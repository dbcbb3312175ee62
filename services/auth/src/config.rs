//! Auth service configuration resolved from an environment snapshot.
//!
//! Hosting providers frequently set a disabled variable to a placeholder such
//! as `"false"` instead of leaving it unset. Every field that may carry such a
//! placeholder goes through [`normalize_or_none`] before it is used.

use std::fmt;
use std::time::Duration;

use agora_auth_types::token::{DEFAULT_ALGORITHM, TokenKeys, signing_algorithm};
use agora_core::config::EnvSnapshot;
use anyhow::Context as _;
use url::Url;

pub const DATABASE_URL: &str = "DATABASE_URL";
pub const DATABASE_HOSTNAME: &str = "DATABASE_HOSTNAME";
pub const DATABASE_PORT: &str = "DATABASE_PORT";
pub const DATABASE_USERNAME: &str = "DATABASE_USERNAME";
pub const DATABASE_PASSWORD: &str = "DATABASE_PASSWORD";
pub const DATABASE_NAME: &str = "DATABASE_NAME";
pub const SECRET_KEY: &str = "SECRET_KEY";
pub const ALGORITHM: &str = "ALGORITHM";
pub const ACCESS_TOKEN_EXPIRE_MINUTES: &str = "ACCESS_TOKEN_EXPIRE_MINUTES";
pub const PORT: &str = "PORT";

/// Token lifetime used when `ACCESS_TOKEN_EXPIRE_MINUTES` is absent or unusable.
pub const DEFAULT_ACCESS_TOKEN_EXPIRE_MINUTES: u32 = 30;

/// Listen port used when `PORT` is absent or unparsable.
pub const DEFAULT_PORT: u16 = 8000;

/// Raw values that mean "not provided", compared case-insensitively after trimming.
const SENTINELS: [&str; 5] = ["", "false", "none", "null", "0"];

/// Treat placeholder values as absent.
///
/// Returns `None` for a missing value and for any of `""`, `"false"`,
/// `"none"`, `"null"`, `"0"` (case-insensitive, surrounding whitespace
/// ignored). Any other value is returned unchanged.
pub fn normalize_or_none(raw: Option<&str>) -> Option<&str> {
    let raw = raw?;
    let trimmed = raw.trim();
    if SENTINELS.iter().any(|s| trimmed.eq_ignore_ascii_case(s)) {
        None
    } else {
        Some(raw)
    }
}

/// `Some(bool)` when `raw` spells a boolean.
fn boolean_like(raw: &str) -> Option<bool> {
    let trimmed = raw.trim();
    if trimmed.eq_ignore_ascii_case("true") {
        Some(true)
    } else if trimmed.eq_ignore_ascii_case("false") {
        Some(false)
    } else {
        None
    }
}

/// Coerce `ACCESS_TOKEN_EXPIRE_MINUTES` to a positive minute count.
///
/// Integers are taken as-is, booleans count as 1 or 0, decimal strings are
/// truncated toward zero. Everything else, and any result that is not a
/// positive `u32`, yields [`DEFAULT_ACCESS_TOKEN_EXPIRE_MINUTES`].
pub fn coerce_token_lifetime(raw: Option<&str>) -> u32 {
    let Some(raw) = raw else {
        return DEFAULT_ACCESS_TOKEN_EXPIRE_MINUTES;
    };
    let trimmed = raw.trim();

    let minutes = if let Some(flag) = boolean_like(trimmed) {
        Some(i64::from(flag))
    } else if let Ok(n) = trimmed.parse::<i64>() {
        Some(n)
    } else {
        trimmed
            .parse::<f64>()
            .ok()
            .filter(|f| f.is_finite())
            .map(|f| f.trunc() as i64)
    };

    match minutes.and_then(|m| u32::try_from(m).ok()).filter(|m| *m > 0) {
        Some(m) => m,
        None => {
            tracing::warn!(
                value = trimmed,
                default = DEFAULT_ACCESS_TOKEN_EXPIRE_MINUTES,
                "unusable {ACCESS_TOKEN_EXPIRE_MINUTES}, using default"
            );
            DEFAULT_ACCESS_TOKEN_EXPIRE_MINUTES
        }
    }
}

// ── Errors ───────────────────────────────────────────────────────────────────

/// A single reason the environment could not be resolved.
#[derive(Debug, Clone, PartialEq, Eq)]
pub enum FieldProblem {
    Missing(&'static str),
    Invalid {
        field: &'static str,
        reason: &'static str,
    },
}

impl FieldProblem {
    pub fn field(&self) -> &'static str {
        match self {
            Self::Missing(field) | Self::Invalid { field, .. } => *field,
        }
    }
}

impl fmt::Display for FieldProblem {
    fn fmt(&self, f: &mut fmt::Formatter<'_>) -> fmt::Result {
        match self {
            Self::Missing(field) => write!(f, "{field} is missing"),
            Self::Invalid { field, reason } => write!(f, "{field} {reason}"),
        }
    }
}

/// Startup-fatal configuration failure listing every problem found.
#[derive(Debug, thiserror::Error)]
#[error("invalid configuration: {}", render_problems(.problems))]
pub struct ConfigError {
    problems: Vec<FieldProblem>,
}

fn render_problems(problems: &[FieldProblem]) -> String {
    problems
        .iter()
        .map(ToString::to_string)
        .collect::<Vec<_>>()
        .join("; ")
}

impl ConfigError {
    pub fn problems(&self) -> &[FieldProblem] {
        &self.problems
    }

    /// Whether any problem concerns `field`.
    pub fn mentions(&self, field: &str) -> bool {
        self.problems.iter().any(|p| p.field() == field)
    }
}

// ── Settings ─────────────────────────────────────────────────────────────────

/// Connection fields for the persistence collaborator. Always fully populated.
#[derive(Clone, PartialEq, Eq)]
pub struct DatabaseSettings {
    pub host: String,
    pub port: u16,
    pub username: String,
    pub password: String,
    pub name: String,
}

impl fmt::Debug for DatabaseSettings {
    fn fmt(&self, f: &mut fmt::Formatter<'_>) -> fmt::Result {
        f.debug_struct("DatabaseSettings")
            .field("host", &self.host)
            .field("port", &self.port)
            .field("username", &self.username)
            .field("password", &"<redacted>")
            .field("name", &self.name)
            .finish()
    }
}

/// Fully resolved auth service configuration.
///
/// Built once at startup by [`Settings::resolve`] and shared read-only
/// afterwards. There is no partially resolved state: construction either
/// yields every field or fails with a [`ConfigError`].
#[derive(Clone)]
pub struct Settings {
    database: DatabaseSettings,
    database_url_provided: bool,
    secret_key: String,
    algorithm: String,
    token_keys: TokenKeys,
    access_token_expire_minutes: u32,
    port: u16,
}

/// Database fields parsed out of `DATABASE_URL`; any may be absent.
/// Userinfo and database name are percent-decoded.
#[derive(Default)]
struct UrlParts {
    host: Option<String>,
    port: Option<u16>,
    username: Option<String>,
    password: Option<String>,
    name: Option<String>,
}

impl UrlParts {
    fn parse(raw: &str) -> Option<Self> {
        let url = Url::parse(raw.trim()).ok()?;
        let non_empty = |s: &str| (!s.is_empty()).then(|| s.to_owned());
        let decoded = |s: &str| -> Option<Option<String>> {
            if s.is_empty() {
                return Some(None);
            }
            urlencoding::decode(s).ok().map(|d| Some(d.into_owned()))
        };
        Some(Self {
            host: url
                .host_str()
                .map(|h| h.trim_start_matches('[').trim_end_matches(']'))
                .and_then(non_empty),
            port: url.port(),
            username: decoded(url.username())?,
            password: decoded(url.password().unwrap_or_default())?,
            name: decoded(url.path().trim_start_matches('/'))?,
        })
    }
}

impl Settings {
    /// Resolve settings from the process environment (and `.env`, if present).
    pub fn from_env() -> Result<Self, ConfigError> {
        Self::resolve(&EnvSnapshot::from_process())
    }

    /// Resolve settings from a raw environment snapshot.
    ///
    /// Discrete `DATABASE_*` fields win over values parsed from
    /// `DATABASE_URL`. Without a URL all five discrete fields are required.
    /// `SECRET_KEY` must be a real secret. `ALGORITHM` and
    /// `ACCESS_TOKEN_EXPIRE_MINUTES` fall back to defaults. All problems are
    /// collected and reported together.
    pub fn resolve(env: &EnvSnapshot) -> Result<Self, ConfigError> {
        let mut problems = Vec::new();

        let url_raw = normalize_or_none(env.get(DATABASE_URL));
        let url_parts = match url_raw {
            Some(raw) => UrlParts::parse(raw).unwrap_or_else(|| {
                problems.push(FieldProblem::Invalid {
                    field: DATABASE_URL,
                    reason: "is not a valid connection URL",
                });
                UrlParts::default()
            }),
            None => UrlParts::default(),
        };

        let discrete = |key: &str| {
            env.get(key)
                .filter(|v| !v.trim().is_empty())
                .map(str::to_owned)
        };

        let host = discrete(DATABASE_HOSTNAME).or(url_parts.host);
        let port = match discrete(DATABASE_PORT) {
            Some(raw) => match raw.trim().parse::<u16>() {
                Ok(port) => Some(port),
                Err(_) => {
                    problems.push(FieldProblem::Invalid {
                        field: DATABASE_PORT,
                        reason: "is not a valid port number",
                    });
                    None
                }
            },
            None => url_parts.port,
        };
        let username = discrete(DATABASE_USERNAME).or(url_parts.username);
        let password = discrete(DATABASE_PASSWORD).or(url_parts.password);
        let name = discrete(DATABASE_NAME).or(url_parts.name);

        // An unparsable discrete port is already reported as invalid.
        let port_reported = problems.iter().any(|p| p.field() == DATABASE_PORT);
        for (field, present) in [
            (DATABASE_HOSTNAME, host.is_some()),
            (DATABASE_PORT, port.is_some() || port_reported),
            (DATABASE_PASSWORD, password.is_some()),
            (DATABASE_NAME, name.is_some()),
            (DATABASE_USERNAME, username.is_some()),
        ] {
            if !present {
                problems.push(FieldProblem::Missing(field));
            }
        }

        let secret_key = match env.get(SECRET_KEY) {
            None => {
                problems.push(FieldProblem::Missing(SECRET_KEY));
                None
            }
            Some(raw) if normalize_or_none(Some(raw)).is_none() => {
                problems.push(FieldProblem::Invalid {
                    field: SECRET_KEY,
                    reason: "must not be empty or a placeholder value",
                });
                None
            }
            Some(raw) if boolean_like(raw).is_some() => {
                problems.push(FieldProblem::Invalid {
                    field: SECRET_KEY,
                    reason: "must not be a boolean",
                });
                None
            }
            Some(raw) => Some(raw.to_owned()),
        };

        let algorithm = normalize_or_none(env.get(ALGORITHM))
            .map(|a| a.trim().to_owned())
            .unwrap_or_else(|| DEFAULT_ALGORITHM.to_owned());
        if signing_algorithm(&algorithm).is_err() {
            tracing::warn!(
                algorithm = %algorithm,
                "{ALGORITHM} is not a supported HMAC algorithm; token issuance will fail"
            );
        }

        let access_token_expire_minutes =
            coerce_token_lifetime(env.get(ACCESS_TOKEN_EXPIRE_MINUTES));

        let port_setting = env
            .get(PORT)
            .and_then(|v| v.trim().parse().ok())
            .unwrap_or(DEFAULT_PORT);

        match (host, port, username, password, name, secret_key) {
            (Some(host), Some(port), Some(username), Some(password), Some(name), Some(secret))
                if problems.is_empty() =>
            {
                Ok(Self {
                    database: DatabaseSettings {
                        host,
                        port,
                        username,
                        password,
                        name,
                    },
                    database_url_provided: url_raw.is_some(),
                    token_keys: TokenKeys::new(&secret, &algorithm),
                    secret_key: secret,
                    algorithm,
                    access_token_expire_minutes,
                    port: port_setting,
                })
            }
            _ => Err(ConfigError { problems }),
        }
    }

    pub fn database(&self) -> &DatabaseSettings {
        &self.database
    }

    /// Whether a usable `DATABASE_URL` took part in resolution.
    pub fn database_url_provided(&self) -> bool {
        self.database_url_provided
    }

    /// Connection URL rebuilt from the resolved fields.
    ///
    /// Username, password and database name are percent-encoded, `%` included,
    /// so the driver decodes them back to the resolved values.
    pub fn database_url(&self) -> anyhow::Result<Url> {
        let db = &self.database;
        let host = if db.host.contains(':') {
            format!("[{}]", db.host)
        } else {
            db.host.clone()
        };
        Url::parse(&format!(
            "postgres://{}:{}@{host}:{}/{}",
            urlencoding::encode(&db.username),
            urlencoding::encode(&db.password),
            db.port,
            urlencoding::encode(&db.name),
        ))
        .context("database settings cannot be rendered as a URL")
    }

    pub fn secret_key(&self) -> &str {
        &self.secret_key
    }

    pub fn algorithm(&self) -> &str {
        &self.algorithm
    }

    pub fn access_token_expire_minutes(&self) -> u32 {
        self.access_token_expire_minutes
    }

    pub fn access_token_lifetime(&self) -> Duration {
        Duration::from_secs(u64::from(self.access_token_expire_minutes) * 60)
    }

    /// TCP port to listen on. Env var: `PORT`.
    pub fn port(&self) -> u16 {
        self.port
    }

    /// Signing material handed to the token service and the request extractor.
    pub fn token_keys(&self) -> &TokenKeys {
        &self.token_keys
    }
}

impl fmt::Debug for Settings {
    fn fmt(&self, f: &mut fmt::Formatter<'_>) -> fmt::Result {
        f.debug_struct("Settings")
            .field("database", &self.database)
            .field("database_url_provided", &self.database_url_provided)
            .field("secret_key", &"<redacted>")
            .field("algorithm", &self.algorithm)
            .field(
                "access_token_expire_minutes",
                &self.access_token_expire_minutes,
            )
            .field("port", &self.port)
            .finish()
    }
}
■ ■ ■
▶ **Task to complete**: Looking at the material above, say how many of its lines hold the word "EnvSnapshot", giving only the number.

▶ **Exercise output**: 3